Fuel surcharges were invented in the 1970s, when an oil embargo by Arab countries caused shortages and skyrocketing prices at the pump. “Skyrocketing” is a relative term. Prices went from 38¢ per gallon in 1973 to 53¢ in 1974, then hit $1.19 per gallon in 1980. That’s for regular leaded gasoline, as reported by the U.S. Energy Information Agency. Carriers needed a cushion, but rates were regulated by the government, so an adjustable fuel surcharge was added to carrier rates.
Fast forward to 2018. Diesel prices are up to $3.24 per gallon, and today’s fuel surcharge would have almost covered the full cost of a gallon of gas in the early ’70s. So why is it still relevant?
The surcharge works pretty well for large fleets. They negotiate with shippers, and set rates for six months or a year at a time, based on the line haul amount. The fuel surcharge is calculated separately, and then it’s added to the freight bill for each haul, depending on the price of diesel at the time of pickup or delivery. Fuel prices tend to change over the term of the contract, and so does the surcharge.
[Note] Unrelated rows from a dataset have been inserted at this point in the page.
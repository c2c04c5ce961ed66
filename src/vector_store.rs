//! Flat in-memory vector index persisted as a binary matrix plus a JSON
//! metadata sidecar. Single-writer/many-reader access is enforced by an
//! `RwLock` around both structures together, so they never drift apart.

use crate::chunker::Chunk;
use crate::embedder::Embedder;
use crate::error::{AppError, Result, StoreError};
use serde::{Deserialize, Serialize};
use std::path::PathBuf;
use std::sync::Arc;
use tokio::sync::RwLock;
use tracing::{debug, info, warn};

const VECTORS_FILE: &str = "vectors.bin";
const METADATA_FILE: &str = "metadata.json";

#[derive(Debug, Clone, Serialize, Deserialize)]
pub struct SearchHit {
    pub chunk: Chunk,
    pub score: f32,
}

#[derive(Debug, Clone)]
pub struct StoreStats {
    pub rows: usize,
    pub dim: usize,
    pub gpu: bool,
    pub model: String,
}

struct Inner {
    vectors: Vec<f32>, // row-major, rows * dim
    meta: Vec<Chunk>,
    dim: usize,
}

impl Inner {
    fn rows(&self) -> usize {
        self.meta.len()
    }

    fn row(&self, i: usize) -> &[f32] {
        &self.vectors[i * self.dim..(i + 1) * self.dim]
    }

    fn check_invariants(&self) -> Result<()> {
        if self.rows() * self.dim != self.vectors.len() {
            return Err(AppError::Store(StoreError::InvariantViolation(
                "vector buffer length does not match rows*dim".to_string(),
            )));
        }
        for (i, chunk) in self.meta.iter().enumerate() {
            if chunk.vector_index != i {
                return Err(AppError::Store(StoreError::InvariantViolation(format!(
                    "metadata entry {i} carries vector_index {}",
                    chunk.vector_index
                ))));
            }
        }
        Ok(())
    }
}

/// Normalizes in place to unit L2 norm; a zero vector is left untouched.
fn normalize(v: &mut [f32]) {
    let norm = v.iter().map(|x| x * x).sum::<f32>().sqrt();
    if norm > 1e-12 {
        for x in v.iter_mut() {
            *x /= norm;
        }
    }
}

pub struct VectorStore {
    inner: RwLock<Inner>,
    embedder: Arc<dyn Embedder>,
    data_dir: PathBuf,
    model_name: String,
    gpu: bool,
}

impl VectorStore {
    /// Load persisted state from `data_dir` if present, otherwise start empty.
    pub async fn open(
        data_dir: impl Into<PathBuf>,
        embedder: Arc<dyn Embedder>,
        model_name: impl Into<String>,
        gpu: bool,
    ) -> Result<Self> {
        let data_dir = data_dir.into();
        std::fs::create_dir_all(&data_dir)?;

        let dim = embedder.dim();
        let meta_path = data_dir.join(METADATA_FILE);
        let vec_path = data_dir.join(VECTORS_FILE);

        let (vectors, meta) = if meta_path.exists() && vec_path.exists() {
            let meta: Vec<Chunk> = serde_json::from_slice(&std::fs::read(&meta_path)?)?;
            let bytes = std::fs::read(&vec_path)?;
            let vectors = bytes_to_f32(&bytes);
            (vectors, meta)
        } else {
            (Vec::new(), Vec::new())
        };

        let inner = Inner { vectors, meta, dim };
        inner.check_invariants()?;
        info!("vector store opened at {} with {} rows", data_dir.display(), inner.rows());

        Ok(Self {
            inner: RwLock::new(inner),
            embedder,
            data_dir,
            model_name: model_name.into(),
            gpu,
        })
    }

    /// Embed, normalize, and append `chunks`. On any failure the in-memory
    /// state is left exactly as it was before the call.
    pub async fn add(&self, mut chunks: Vec<Chunk>) -> Result<usize> {
        if chunks.is_empty() {
            return Ok(0);
        }

        let texts: Vec<String> = chunks.iter().map(|c| c.text.clone()).collect();
        let mut embeddings = self.embedder.embed_batch(&texts).await?;
        for row in embeddings.iter_mut() {
            normalize(row);
        }

        let mut guard = self.inner.write().await;
        let start = guard.rows();
        for (i, chunk) in chunks.iter_mut().enumerate() {
            chunk.vector_index = start + i;
        }

        let snapshot_vectors = guard.vectors.clone();
        let snapshot_meta = guard.meta.clone();

        for row in &embeddings {
            guard.vectors.extend_from_slice(row);
        }
        guard.meta.extend(chunks.iter().cloned());

        if let Err(e) = self.persist(&guard).await {
            guard.vectors = snapshot_vectors;
            guard.meta = snapshot_meta;
            warn!("persisting vector store failed, reverted in-memory state: {e}");
            return Err(e);
        }

        debug!("added {} chunks, store now has {} rows", chunks.len(), guard.rows());
        Ok(chunks.len())
    }

    /// Search for the `top_k` chunks most similar to `query` above
    /// `score_threshold`. When `document_ids` is given, restrict the search
    /// to chunks belonging to those documents without rebuilding an index.
    pub async fn search(
        &self,
        query: &str,
        top_k: usize,
        score_threshold: f32,
        document_ids: Option<&[String]>,
    ) -> Result<Vec<SearchHit>> {
        let mut query_vec = self.embedder.embed_query(query).await?;
        normalize(&mut query_vec);

        let guard = self.inner.read().await;
        let candidate_indices: Vec<usize> = match document_ids {
            Some(ids) => (0..guard.rows())
                .filter(|&i| ids.contains(&guard.meta[i].document_id))
                .collect(),
            None => (0..guard.rows()).collect(),
        };

        let mut scored: Vec<(usize, f32)> = candidate_indices
            .into_iter()
            .map(|i| {
                let score: f32 = guard
                    .row(i)
                    .iter()
                    .zip(query_vec.iter())
                    .map(|(a, b)| a * b)
                    .sum();
                (i, score)
            })
            .filter(|(_, score)| *score >= score_threshold)
            .collect();

        scored.sort_by(|a, b| b.1.partial_cmp(&a.1).unwrap_or(std::cmp::Ordering::Equal));
        scored.truncate(top_k);

        Ok(scored
            .into_iter()
            .map(|(i, score)| SearchHit {
                chunk: guard.meta[i].clone(),
                score,
            })
            .collect())
    }

    pub async fn clear(&self) -> Result<()> {
        let mut guard = self.inner.write().await;
        guard.vectors.clear();
        guard.meta.clear();
        self.persist(&guard).await?;
        info!("vector store cleared");
        Ok(())
    }

    pub async fn stats(&self) -> StoreStats {
        let guard = self.inner.read().await;
        StoreStats {
            rows: guard.rows(),
            dim: guard.dim,
            gpu: self.gpu,
            model: self.model_name.clone(),
        }
    }

    async fn persist(&self, guard: &Inner) -> Result<()> {
        guard.check_invariants()?;
        let meta_json = serde_json::to_vec(&guard.meta)?;
        let vec_bytes = f32_to_bytes(&guard.vectors);

        let meta_path = self.data_dir.join(METADATA_FILE);
        let vec_path = self.data_dir.join(VECTORS_FILE);
        let meta_tmp = self.data_dir.join(format!("{METADATA_FILE}.tmp"));
        let vec_tmp = self.data_dir.join(format!("{VECTORS_FILE}.tmp"));

        std::fs::write(&meta_tmp, &meta_json)?;
        std::fs::write(&vec_tmp, &vec_bytes)?;
        std::fs::rename(&meta_tmp, &meta_path)?;
        std::fs::rename(&vec_tmp, &vec_path)?;
        Ok(())
    }
}

fn f32_to_bytes(v: &[f32]) -> Vec<u8> {
    let mut out = Vec::with_capacity(v.len() * 4);
    for x in v {
        out.extend_from_slice(&x.to_le_bytes());
    }
    out
}

fn bytes_to_f32(bytes: &[u8]) -> Vec<f32> {
    bytes
        .chunks_exact(4)
        .map(|b| f32::from_le_bytes([b[0], b[1], b[2], b[3]]))
        .collect()
}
Spot market rates are typically quoted for a single job, so there’s no need to adjust the rate every time there’s a change in the price of diesel. That’s one reason the freight broker doesn’t break the fuel surcharge out from the total rate in the rate agreement.
At DAT, when we analyze spot market rate and contract rate trends side by side, we usually deduct an average fuel surcharge from the spot market rate. That way, we can compare the resulting spot market line haul rate to the actual contract line haul rate on an apples-to-apples basis.
Here’s how we calculate the fuel surcharge at DAT:
Baseline fuel price, or peg, as a starting point – $1.25 per gallon (That’s a common standard, probably based on the cost of fuel in the 1980s.)
Current national average diesel price – this week, it’s $3.24 per gallon
Average fuel mileage (using low numbers to account for miles driven empty)
- Van, at 6.0 miles per gallon
- Reefer, at 5.5 miles per gallon
- Flatbed, at 5.0 miles per gallon
Fuel surcharge = Diesel price – $1.25, divided by the mileage
- Van FSC = ($3.24 – $1.25) / 6.0 = 33¢ per mile
- Reefer FSC = ($3.24 – $1.25) / 5.5 = 36¢ per mile
- Flatbed FSC = ($3.24 – $1.25) / 5.0 = 40¢ per mile
Fuel efficiency is key. If your truck gets between 6 and 7 miles to the gallon, instead of 5 to 6, the surcharge could cover all of your fuel costs, including that $1.25 baseline price.
Timing is important. If the price of fuel is rising quickly, the carrier is at a disadvantage. You’re getting a surcharge based on today’s fuel price, but you don’t get paid until 30 days from now. By then, it costs more to refill your tank. That’s one reason why a lot of small trucking companies have such a hard time when fuel prices shoot up. Factoring for trucking and quick pay programs tend to be popular when fuel is expensive. Fuel cards can also help carriers to manage rising costs.